Hacker News new | past | comments | ask | show | jobs | submit login

Do you want to live in a centralized world or one with competition? How do you support that?

I personally want to live in competition. I support that through allowing my appetites to lead me when making arbitrary choices rather than ceremonious dedication.

as a consumer, I want to feel important. I havent switched but gitlab is making me feel that way. Github makes me feel like I have no choice and Im stupid not to. What seems like the better relationship?




I wholeheartedly agree with you. A world of centralized monopolies is quite a scary prospect. Less so when they are not enforced by government, but concerning nonetheless.

However not everyone in tech feels this way. I detect this sentiment in the parent. See: Peter Thiel's thoughts on competition https://www.youtube.com/watch?v=DLWyP83iU5M http://www.bnjs.co/notes/cs183b-lecture-5-peter-thiel-busine...


Thiel's monopoly idea might encourage someone building a new repository hosting thing to focus on a particular underserved segment and get everyone in that market.

"The thing that’s always a big mistake is going after a giant market on day one because that’s typically evidence that you somehow haven’t defined the categories correctly. It normally means that there is going to be too much competition in one way or another."
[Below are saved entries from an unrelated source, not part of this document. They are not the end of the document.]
//! Settings for reading GO list files.
//!
//! Two tables: `[reader]` holds the [`ReaderOptions`] knobs (default section
//! name, whether to drop it, whether to ignore markers) and `[output]` picks
//! the result format and silences the read report. The baseline values come
//! from `defaults/goids.default.toml`, compiled in; a user file and single-key
//! overrides from the command line go on top of it through [`Loader`].

use config::builder::DefaultState;
use config::{Config, ConfigBuilder, File, FileFormat, ValueKind};
use goid_reader::ReaderOptions;
use serde::Deserialize;
use std::fmt;
use std::path::Path;
use std::str::FromStr;

pub use config::ConfigError;

const DEFAULT_TOML: &str = include_str!("../defaults/goids.default.toml");

/// Everything the `goids` binary reads from configuration.
#[derive(Debug, Clone, Deserialize)]
pub struct GoidsConfig {
    pub reader: ReaderConfig,
    pub output: OutputConfig,
}

/// Mirrors [`ReaderOptions`].
#[derive(Debug, Clone, Deserialize)]
pub struct ReaderConfig {
    pub default_section: String,
    pub exclude_default_section: bool,
    pub identifiers_only: bool,
}

impl From<ReaderConfig> for ReaderOptions {
    fn from(config: ReaderConfig) -> Self {
        ReaderOptions {
            identifiers_only: config.identifiers_only,
            exclude_default_section: config.exclude_default_section,
            default_section: config.default_section,
        }
    }
}

#[derive(Debug, Clone, Deserialize)]
pub struct OutputConfig {
    pub format: OutputFormat,
    pub quiet: bool,
}

#[derive(Debug, Clone, Copy, PartialEq, Eq, Deserialize)]
#[serde(rename_all = "kebab-case")]
pub enum OutputFormat {
    Text,
    Json,
    Yaml,
}

impl OutputFormat {
    pub const ALL: [&'static str; 3] = ["text", "json", "yaml"];

    pub fn as_str(self) -> &'static str {
        match self {
            OutputFormat::Text => "text",
            OutputFormat::Json => "json",
            OutputFormat::Yaml => "yaml",
        }
    }
}

impl fmt::Display for OutputFormat {
    fn fmt(&self, f: &mut fmt::Formatter<'_>) -> fmt::Result {
        f.write_str(self.as_str())
    }
}

impl FromStr for OutputFormat {
    type Err = String;

    fn from_str(s: &str) -> Result<Self, Self::Err> {
        match s {
            "text" => Ok(OutputFormat::Text),
            "json" => Ok(OutputFormat::Json),
            "yaml" => Ok(OutputFormat::Yaml),
            other => Err(format!(
                "unknown output format '{}' (expected one of: {})",
                other,
                Self::ALL.join(", ")
            )),
        }
    }
}

/// Stacks a user file and per-key overrides on the compiled-in settings.
#[derive(Debug, Clone)]
pub struct Loader {
    builder: ConfigBuilder<DefaultState>,
}

impl Loader {
    /// Starts from `goids.default.toml`.
    pub fn new() -> Self {
        let builder = Config::builder().add_source(File::from_str(DEFAULT_TOML, FileFormat::Toml));
        Self { builder }
    }

    /// Adds a TOML file on top; `build` fails if it does not exist.
    pub fn with_file(mut self, path: impl AsRef<Path>) -> Self {
        let source = File::from(path.as_ref())
            .format(FileFormat::Toml)
            .required(true);
        self.builder = self.builder.add_source(source);
        self
    }

    /// Adds a TOML file on top if it exists.
    pub fn with_optional_file(mut self, path: impl AsRef<Path>) -> Self {
        let source = File::from(path.as_ref())
            .format(FileFormat::Toml)
            .required(false);
        self.builder = self.builder.add_source(source);
        self
    }

    /// Sets one dotted key, e.g. `reader.default_section`.
    pub fn set_override<I>(mut self, key: &str, value: I) -> Result<Self, ConfigError>
    where
        I: Into<ValueKind>,
    {
        self.builder = self.builder.set_override(key, value)?;
        Ok(self)
    }

    pub fn build(self) -> Result<GoidsConfig, ConfigError> {
        self.builder.build()?.try_deserialize()
    }
}

impl Default for Loader {
    fn default() -> Self {
        Self::new()
    }
}

/// The compiled-in settings with nothing layered on top.
pub fn load_defaults() -> Result<GoidsConfig, ConfigError> {
    Loader::new().build()
}
//! Formatting of read results for stdout.

use goid_config::OutputFormat;
use goid_reader::{to_text, ReadResult};

pub fn render(result: &ReadResult, format: OutputFormat) -> Result<String, String> {
    match format {
        OutputFormat::Text => Ok(to_text(result)),
        OutputFormat::Json => serde_json::to_string_pretty(result)
            .map(|json| json + "\n")
            .map_err(|e| e.to_string()),
        OutputFormat::Yaml => serde_yaml::to_string(result).map_err(|e| e.to_string()),
    }
}

#[cfg(test)]
mod tests {
    use super::*;
    use goid_reader::Section;

    fn sample() -> ReadResult {
        ReadResult::Sections(vec![
            Section::new("A", ["GO:0000001", "GO:0000002"]),
            Section::new("B", ["GO:0000003"]),
        ])
    }

    #[test]
    fn json_uses_section_pairs() {
        let json = render(&sample(), OutputFormat::Json).unwrap();
        let value: serde_json::Value = serde_json::from_str(&json).unwrap();
        assert_eq!(value["sections"][0][0], "A");
        assert_eq!(value["sections"][0][1][1], "GO:0000002");
        assert_eq!(value["sections"][1][1][0], "GO:0000003");
    }

    #[test]
    fn yaml_round_trips_through_serde_value() {
        let yaml = render(&sample(), OutputFormat::Yaml).unwrap();
        let value: serde_yaml::Value = serde_yaml::from_str(&yaml).unwrap();
        assert_eq!(value["sections"][1][0].as_str(), Some("B"));
    }

    #[test]
    fn yaml_uses_plain_keys_not_tags() {
        let sections = render(&sample(), OutputFormat::Yaml).unwrap();
        assert!(sections.starts_with("sections:\n"), "{}", sections);

        let flat = ReadResult::Goids(vec!["GO:0000001".to_string()]);
        let yaml = render(&flat, OutputFormat::Yaml).unwrap();
        assert_eq!(yaml, "goids:\n- GO:0000001\n");
        let value: serde_yaml::Value = serde_yaml::from_str(&yaml).unwrap();
        assert_eq!(value["goids"][0].as_str(), Some("GO:0000001"));
    }

    #[test]
    fn text_is_the_list_format() {
        let text = render(&sample(), OutputFormat::Text).unwrap();
        assert!(text.starts_with("# SECTION: A\nGO:0000001\n"));
    }
}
competition should happen naturally( i.e somone offering something clearly superior) not because I think there should be competition on principle.
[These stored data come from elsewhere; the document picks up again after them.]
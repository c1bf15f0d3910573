//! Errors raised while reading GO list files.

use thiserror::Error;

pub type Result<T> = std::result::Result<T, ReadError>;

#[derive(Debug, Error)]
pub enum ReadError {
    /// The source could not be opened or a line could not be read
    #[error("IO error: {0}")]
    Io(#[from] std::io::Error),

    /// A finished group held a token that is not `GO:` followed by seven digits
    #[error("BAD GO({id}): {context}")]
    MalformedIdentifier { id: String, context: String },
}
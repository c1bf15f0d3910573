//! Per-read state
//!
//! [`SectionAccumulator`] is folded over the lines of one file. It owns every
//! piece of state a read needs: the pending buffer, the open section, the
//! declared names and the committed groups. [`SectionAccumulator::finish`]
//! consumes it into a [`ScanOutcome`], so nothing carries over between reads.
//!
//! Commit rules:
//!
//! - a marker or the end of input commits the pending buffer under the open
//!   section, but only when both exist and the buffer is non-empty
//! - committing a name that already has a group replaces that group
//! - identifiers read while no section is open are dropped at the next marker
//! - a marker naming the excluded default section closes the open section and
//!   is not recorded as declared

use crate::error::Result;
use crate::identifier::IdentifierValidator;
use crate::reader::{ReadResult, ReaderOptions, Section};
use crate::section::{classify, LineKind};
use std::collections::{HashMap, HashSet};
use tracing::{debug, trace};

/// Label used when validating a flat list of GO IDs.
pub const FLAT_CONTEXT: &str = "read_goids";

#[derive(Debug)]
pub struct SectionAccumulator<'o> {
    options: &'o ReaderOptions,
    pending: Vec<String>,
    current: Option<String>,
    declared: Vec<String>,
    committed: HashMap<String, Vec<String>>,
    marker_seen: bool,
    noise_lines: usize,
}

impl<'o> SectionAccumulator<'o> {
    pub fn new(options: &'o ReaderOptions) -> Self {
        Self {
            options,
            pending: Vec::new(),
            current: None,
            declared: Vec::new(),
            committed: HashMap::new(),
            marker_seen: false,
            noise_lines: 0,
        }
    }

    /// Feed one line, without its line terminator.
    pub fn accept(&mut self, line: &str) {
        match classify(line, self.options.identifiers_only) {
            LineKind::Identifier(id) => self.pending.push(id.to_string()),
            LineKind::Marker(name) => self.open_section(name),
            LineKind::Noise => {
                trace!(line, "ignored line");
                self.noise_lines += 1;
            }
        }
    }

    fn open_section(&mut self, name: &str) {
        self.marker_seen = true;
        self.commit_pending();
        if self.options.exclude_default_section && name == self.options.default_section {
            debug!(section = name, "skipping excluded default section");
            self.current = None;
        } else {
            debug!(section = name, "opened section");
            self.current = Some(name.to_string());
            self.declared.push(name.to_string());
        }
        self.pending.clear();
    }

    fn commit_pending(&mut self) {
        let Some(name) = &self.current else {
            return;
        };
        if self.pending.is_empty() {
            return;
        }
        let ids = std::mem::take(&mut self.pending);
        debug!(section = %name, count = ids.len(), "committed section");
        if let Some(previous) = self.committed.insert(name.clone(), ids) {
            debug!(
                section = %name,
                replaced = previous.len(),
                "section declared again; earlier GO IDs replaced"
            );
        }
    }

    /// Close the last section and hand back everything collected.
    pub fn finish(mut self) -> ScanOutcome {
        self.commit_pending();
        trace!(noise = self.noise_lines, "finished scan");
        // Once any marker was read, stray IDs outside a section are not a flat list.
        let flat = if self.marker_seen {
            Vec::new()
        } else {
            self.pending
        };
        ScanOutcome {
            flat,
            declared: self.declared,
            committed: self.committed,
        }
    }
}

/// Everything a scan collected, before validation.
#[derive(Debug, Clone, Default, PartialEq, Eq)]
pub struct ScanOutcome {
    flat: Vec<String>,
    declared: Vec<String>,
    committed: HashMap<String, Vec<String>>,
}

impl ScanOutcome {
    /// GO IDs of a file without sections.
    pub fn flat(&self) -> &[String] {
        &self.flat
    }

    /// Section names in the order they were declared, repeats included.
    pub fn declared(&self) -> &[String] {
        &self.declared
    }

    /// Last committed group for each section that received GO IDs.
    pub fn committed(&self) -> &HashMap<String, Vec<String>> {
        &self.committed
    }

    pub fn has_sections(&self) -> bool {
        !self.declared.is_empty()
    }

    /// Declared sections that never received a GO ID, once each, in declaration order.
    pub fn unused_sections(&self) -> Vec<&str> {
        let mut seen = HashSet::new();
        self.declared
            .iter()
            .filter(|name| !self.committed.contains_key(name.as_str()))
            .filter(|name| seen.insert(name.as_str()))
            .map(String::as_str)
            .collect()
    }

    /// Validate every group and assemble the result.
    ///
    /// Returns `None` when there is nothing to return. Validation stops at the
    /// first bad group; no partial result is produced.
    pub fn into_result(self, validator: &dyn IdentifierValidator) -> Result<Option<ReadResult>> {
        if self.declared.is_empty() {
            if self.flat.is_empty() {
                return Ok(None);
            }
            validator.validate(&self.flat, FLAT_CONTEXT)?;
            return Ok(Some(ReadResult::Goids(self.flat)));
        }

        let mut committed = self.committed;
        let mut sections = Vec::with_capacity(committed.len());
        for name in self.declared {
            // Later declarations of a name were already folded into its first position.
            let Some(ids) = committed.remove(&name) else {
                continue;
            };
            validator.validate(&ids, &section_context(&name))?;
            sections.push(Section { name, ids });
        }
        if sections.is_empty() {
            return Ok(None);
        }
        Ok(Some(ReadResult::Sections(sections)))
    }
}

/// Label used when validating the GO IDs of one section.
pub fn section_context(name: &str) -> String {
    format!("GO IDs IN SECTION({name})")
}
// src/core/mod.rs
//! Core monitoring components.

pub mod clipboard;
pub mod error;
pub mod peripheral;
pub mod risk;
pub mod shortcuts;
pub mod types;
You define nature? I believe nature is defined by action which is intepreted after the fact or predicted before. Naturally we can also see a community such as hacker news has an effect on the wider population but likely not as strong of one that it, as a group, wants. But hacker news isnt one group but rather many voices that may or may not have similar objectives

That is nature

Edit: you do because you are apart of it. But your beliefs can influence but do not define nature


Surely you're arguing for there to be a monopoly at any given time there - if company X does Y first, you'll always use company X's stuff (even after other companies implement Y) until another company does Z first, in which case you'll always use their stuff.
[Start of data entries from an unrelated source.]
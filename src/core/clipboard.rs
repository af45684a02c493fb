// src/core/clipboard.rs
//! Clipboard copy/paste tracking with cumulative risk scoring.
//!
//! [`ClipboardRiskMonitor`] polls a [`ClipboardSource`] on a background
//! thread, detects content changes, scores each change through the
//! sliding-window risk model, and reports events to an optional callback.
//! It also owns the [`ShortcutBlocker`] used to suppress copy/paste chords
//! while an assessment is in progress.

use std::sync::{Arc, Mutex};
use std::thread::JoinHandle;
use std::time::{Duration, Instant};

use chrono::Utc;
use tracing::{error, info, warn};

use crate::core::error::MonitorError;
use crate::core::risk::{self, RiskWindow, DEFAULT_RISK_WINDOW};
use crate::core::shortcuts::{InputHookBackend, NullHook, ShortcutBlocker};
use crate::core::types::{
    invoke_callback, ClipboardEvent, ClipboardEventKind, EventCallback, MonitorState, Shutdown,
};

/// Number of characters of clipboard text kept in the event preview.
const PREVIEW_CHARS: usize = 50;

/// Source of clipboard text. Implementations wrap whatever the host
/// platform provides; reads are expected to be fast and bounded.
pub trait ClipboardSource: Send + Sync {
    fn read(&self) -> Result<String, MonitorError>;
}

/// In-process clipboard cell, useful for tests and the demo harness.
/// Writers call [`SharedClipboard::set`]; the monitor polls `read`.
#[derive(Debug, Clone, Default)]
pub struct SharedClipboard {
    contents: Arc<Mutex<String>>,
}

impl SharedClipboard {
    pub fn new() -> Self {
        Self::default()
    }

    pub fn set(&self, text: impl Into<String>) {
        *self.contents.lock().unwrap() = text.into();
    }
}

impl ClipboardSource for SharedClipboard {
    fn read(&self) -> Result<String, MonitorError> {
        Ok(self.contents.lock().unwrap().clone())
    }
}

/// Clipboard monitor configuration.
#[derive(Debug, Clone)]
pub struct ClipboardMonitorConfig {
    /// How often the clipboard is polled.
    pub poll_interval: Duration,
    /// Width of the trailing window driving the exponential multiplier.
    pub risk_window: Duration,
    /// Whether a real input hook may be installed. When false the shortcut
    /// blocker always degrades to a no-op, regardless of backend.
    pub input_hook_enabled: bool,
}

impl Default for ClipboardMonitorConfig {
    fn default() -> Self {
        Self {
            poll_interval: Duration::from_secs(1),
            risk_window: DEFAULT_RISK_WINDOW,
            input_hook_enabled: true,
        }
    }
}

/// Polls the clipboard and accumulates copy/paste risk.
pub struct ClipboardRiskMonitor {
    config: ClipboardMonitorConfig,
    source: Arc<dyn ClipboardSource>,
    callback: Option<EventCallback<ClipboardEvent>>,
    state: Arc<MonitorState<ClipboardEvent>>,
    blocker: Arc<Mutex<ShortcutBlocker>>,
    shutdown: Option<Arc<Shutdown>>,
    handle: Option<JoinHandle<()>>,
}

impl ClipboardRiskMonitor {
    pub fn new(config: ClipboardMonitorConfig, source: Arc<dyn ClipboardSource>) -> Self {
        let blocker = ShortcutBlocker::new(Box::new(NullHook));
        Self {
            config,
            source,
            callback: None,
            state: Arc::new(MonitorState::new()),
            blocker: Arc::new(Mutex::new(blocker)),
            shutdown: None,
            handle: None,
        }
    }

    /// Register a callback invoked synchronously for every clipboard event.
    pub fn with_callback(mut self, callback: EventCallback<ClipboardEvent>) -> Self {
        self.callback = Some(callback);
        self
    }

    /// Provide a platform input-hook backend for shortcut blocking.
    ///
    /// Honored only when the config enables input hooking; otherwise the
    /// monitor keeps the [`NullHook`] and blocking stays a logged no-op.
    pub fn with_hook_backend(self, backend: Box<dyn InputHookBackend>) -> Self {
        if self.config.input_hook_enabled {
            *self.blocker.lock().unwrap() = ShortcutBlocker::new(backend);
        } else {
            info!("input hook disabled by configuration; keeping no-op blocker");
        }
        self
    }

    /// Begin polling on a background thread. Returns whether the monitor
    /// actually started; a second call while running is a no-op.
    pub fn start(&mut self) -> bool {
        if self.handle.is_some() {
            warn!("clipboard monitor already running; ignoring start()");
            return false;
        }

        let shutdown = Arc::new(Shutdown::new());
        let source = Arc::clone(&self.source);
        let state = Arc::clone(&self.state);
        let callback = self.callback.clone();
        let config = self.config.clone();
        let loop_shutdown = Arc::clone(&shutdown);

        let handle = std::thread::spawn(move || {
            poll_loop(config, source, state, callback, loop_shutdown);
        });

        self.shutdown = Some(shutdown);
        self.handle = Some(handle);
        info!("clipboard monitor started");
        true
    }

    /// Stop the polling loop and wait for it to exit. Any active shortcut
    /// blocking is lifted before returning. No event is appended after
    /// this method returns.
    pub fn stop(&mut self) {
        if let Some(shutdown) = self.shutdown.take() {
            shutdown.trip();
        }
        if let Some(handle) = self.handle.take() {
            if handle.join().is_err() {
                error!("clipboard polling thread panicked");
            }
        }
        self.blocker.lock().unwrap().enable_shortcuts();
        info!("clipboard monitor stopped");
    }

    pub fn is_running(&self) -> bool {
        self.handle.is_some()
    }

    /// Activate shortcut suppression. Returns whether a state transition
    /// occurred.
    pub fn disable_shortcuts(&self) -> bool {
        self.blocker.lock().unwrap().disable_shortcuts()
    }

    /// Deactivate shortcut suppression. Returns whether a state transition
    /// occurred.
    pub fn enable_shortcuts(&self) -> bool {
        self.blocker.lock().unwrap().enable_shortcuts()
    }

    /// Shared handle to the blocker, for hosts wiring a real input hook's
    /// key-event callbacks.
    pub fn shortcut_blocker(&self) -> Arc<Mutex<ShortcutBlocker>> {
        Arc::clone(&self.blocker)
    }

    /// Cumulative risk score. Monotonically non-decreasing for the
    /// lifetime of the monitor.
    pub fn risk_score(&self) -> u64 {
        self.state.risk_score()
    }

    /// Snapshot of the ordered event log.
    pub fn events(&self) -> Vec<ClipboardEvent> {
        self.state.events()
    }

    pub fn event_count(&self) -> usize {
        self.state.event_count()
    }

    /// Export the event log as pretty-printed JSON.
    pub fn export_json(&self) -> Result<String, serde_json::Error> {
        self.state.export_json()
    }
}

impl Drop for ClipboardRiskMonitor {
    fn drop(&mut self) {
        if self.handle.is_some() {
            self.stop();
        }
    }
}

fn poll_loop(
    config: ClipboardMonitorConfig,
    source: Arc<dyn ClipboardSource>,
    state: Arc<MonitorState<ClipboardEvent>>,
    callback: Option<EventCallback<ClipboardEvent>>,
    shutdown: Arc<Shutdown>,
) {
    let mut last_clipboard = String::new();
    let mut window = RiskWindow::new(config.risk_window);

    while shutdown.is_running() {
        let text = match source.read() {
            Ok(text) => text,
            Err(err) => {
                // Transient by contract: log and carry on with empty text.
                error!("error reading clipboard: {}", err);
                String::new()
            }
        };

        if text != last_clipboard && !text.trim().is_empty() {
            let window_count = window.observe(Instant::now());
            let word_count = text.split_whitespace().count();
            let assessment = risk::assess(word_count, window_count);

            let event = ClipboardEvent {
                timestamp: Utc::now(),
                kind: ClipboardEventKind::CopyPaste,
                content_preview: text.chars().take(PREVIEW_CHARS).collect(),
                word_count,
                base_risk: assessment.base_risk,
                multiplier: assessment.multiplier,
                risk_increment: assessment.increment,
                window_count,
            };

            state.record(event.clone(), assessment.increment);
            info!(
                "copy detected: words={} base={} multiplier={} increment={}",
                word_count, assessment.base_risk, assessment.multiplier, assessment.increment
            );

            if let Some(callback) = &callback {
                invoke_callback(callback, &event, "clipboard");
            }
            last_clipboard = text;
        }

        if !shutdown.wait_timeout(config.poll_interval) {
            break;
        }
    }
}

#[cfg(test)]
mod tests {
    use super::*;
    use pretty_assertions::assert_eq;
    use std::sync::atomic::{AtomicUsize, Ordering};

    fn fast_config() -> ClipboardMonitorConfig {
        ClipboardMonitorConfig {
            poll_interval: Duration::from_millis(5),
            ..Default::default()
        }
    }

    /// Poll until the monitor has recorded `n` events or the deadline hits.
    fn wait_for_events(monitor: &ClipboardRiskMonitor, n: usize) {
        let deadline = Instant::now() + Duration::from_secs(5);
        while monitor.event_count() < n && Instant::now() < deadline {
            std::thread::sleep(Duration::from_millis(5));
        }
        assert!(monitor.event_count() >= n, "timed out waiting for events");
    }

    #[test]
    fn detects_change_and_scores_it() {
        let clipboard = SharedClipboard::new();
        let mut monitor =
            ClipboardRiskMonitor::new(fast_config(), Arc::new(clipboard.clone()));
        assert!(monitor.start());

        clipboard.set("one two three four five six seven eight nine ten");
        wait_for_events(&monitor, 1);
        monitor.stop();

        let events = monitor.events();
        assert_eq!(events.len(), 1);
        assert_eq!(events[0].word_count, 10);
        assert_eq!(events[0].base_risk, 10);
        assert_eq!(events[0].multiplier, 1);
        assert_eq!(events[0].risk_increment, 10);
        assert_eq!(events[0].window_count, 1);
        assert_eq!(monitor.risk_score(), 10);
    }

    #[test]
    fn ignores_whitespace_and_duplicate_text() {
        let clipboard = SharedClipboard::new();
        let mut monitor =
            ClipboardRiskMonitor::new(fast_config(), Arc::new(clipboard.clone()));
        monitor.start();

        clipboard.set("   \t\n  ");
        std::thread::sleep(Duration::from_millis(50));
        assert_eq!(monitor.event_count(), 0);

        clipboard.set("hello world");
        wait_for_events(&monitor, 1);
        // Same text again: no new event however long we wait.
        std::thread::sleep(Duration::from_millis(50));
        monitor.stop();

        assert_eq!(monitor.event_count(), 1);
        assert_eq!(monitor.risk_score(), 0); // two words, base risk 0
    }

    #[test]
    fn rapid_changes_raise_the_multiplier() {
        let clipboard = SharedClipboard::new();
        let mut monitor =
            ClipboardRiskMonitor::new(fast_config(), Arc::new(clipboard.clone()));
        monitor.start();

        clipboard.set("a b c d e f g h i j");
        wait_for_events(&monitor, 1);
        clipboard.set("k l m n o p q r s t");
        wait_for_events(&monitor, 2);
        monitor.stop();

        let events = monitor.events();
        assert_eq!(events[1].window_count, 2);
        assert_eq!(events[1].multiplier, 2);
        assert_eq!(events[1].risk_increment, 20);
        assert_eq!(monitor.risk_score(), 30);
    }

    #[test]
    fn preview_is_capped_at_fifty_chars() {
        let clipboard = SharedClipboard::new();
        let mut monitor =
            ClipboardRiskMonitor::new(fast_config(), Arc::new(clipboard.clone()));
        monitor.start();

        clipboard.set("word ".repeat(40));
        wait_for_events(&monitor, 1);
        monitor.stop();

        let events = monitor.events();
        assert_eq!(events[0].content_preview.chars().count(), 50);
    }

    struct FailingClipboard;

    impl ClipboardSource for FailingClipboard {
        fn read(&self) -> Result<String, MonitorError> {
            Err(MonitorError::ClipboardRead("no backend".into()))
        }
    }

    #[test]
    fn read_errors_are_swallowed() {
        let mut monitor = ClipboardRiskMonitor::new(fast_config(), Arc::new(FailingClipboard));
        monitor.start();
        std::thread::sleep(Duration::from_millis(50));
        monitor.stop();

        assert_eq!(monitor.event_count(), 0);
        assert_eq!(monitor.risk_score(), 0);
    }

    #[test]
    fn callback_panic_does_not_kill_the_loop() {
        let calls = Arc::new(AtomicUsize::new(0));
        let seen = Arc::clone(&calls);
        let clipboard = SharedClipboard::new();
        let mut monitor = ClipboardRiskMonitor::new(fast_config(), Arc::new(clipboard.clone()))
            .with_callback(Arc::new(move |_event| {
                seen.fetch_add(1, Ordering::SeqCst);
                panic!("broken consumer");
            }));
        monitor.start();

        clipboard.set("first batch of words");
        wait_for_events(&monitor, 1);
        clipboard.set("second batch of words");
        wait_for_events(&monitor, 2);
        monitor.stop();

        assert_eq!(calls.load(Ordering::SeqCst), 2);
        assert_eq!(monitor.event_count(), 2);
    }

    #[test]
    fn double_start_is_rejected() {
        let clipboard = SharedClipboard::new();
        let mut monitor = ClipboardRiskMonitor::new(fast_config(), Arc::new(clipboard));
        assert!(monitor.start());
        assert!(!monitor.start());
        monitor.stop();
        assert!(!monitor.is_running());
    }

    #[test]
    fn stop_joins_and_lifts_shortcut_blocking() {
        let clipboard = SharedClipboard::new();
        let mut monitor =
            ClipboardRiskMonitor::new(fast_config(), Arc::new(clipboard.clone()));
        monitor.start();
        monitor.disable_shortcuts();
        monitor.stop();

        // The loop has exited: later clipboard writes change nothing.
        let count = monitor.event_count();
        clipboard.set("text appearing after stop");
        std::thread::sleep(Duration::from_millis(50));
        assert_eq!(monitor.event_count(), count);
    }
}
Or, more specifically - there should only be one company in the world manufacturing nuts and bolts, because you can't really create a superior nut. The first company to invent them should've won out.


To be honest, superior nuts is being produced:

* self locking nuts

* different steel alloys

* different price points

* different certifications

Thinking that others jobs are simple is a mistake that I'm waning myself off: thinking that what others do is easy, - that they should just do this and that.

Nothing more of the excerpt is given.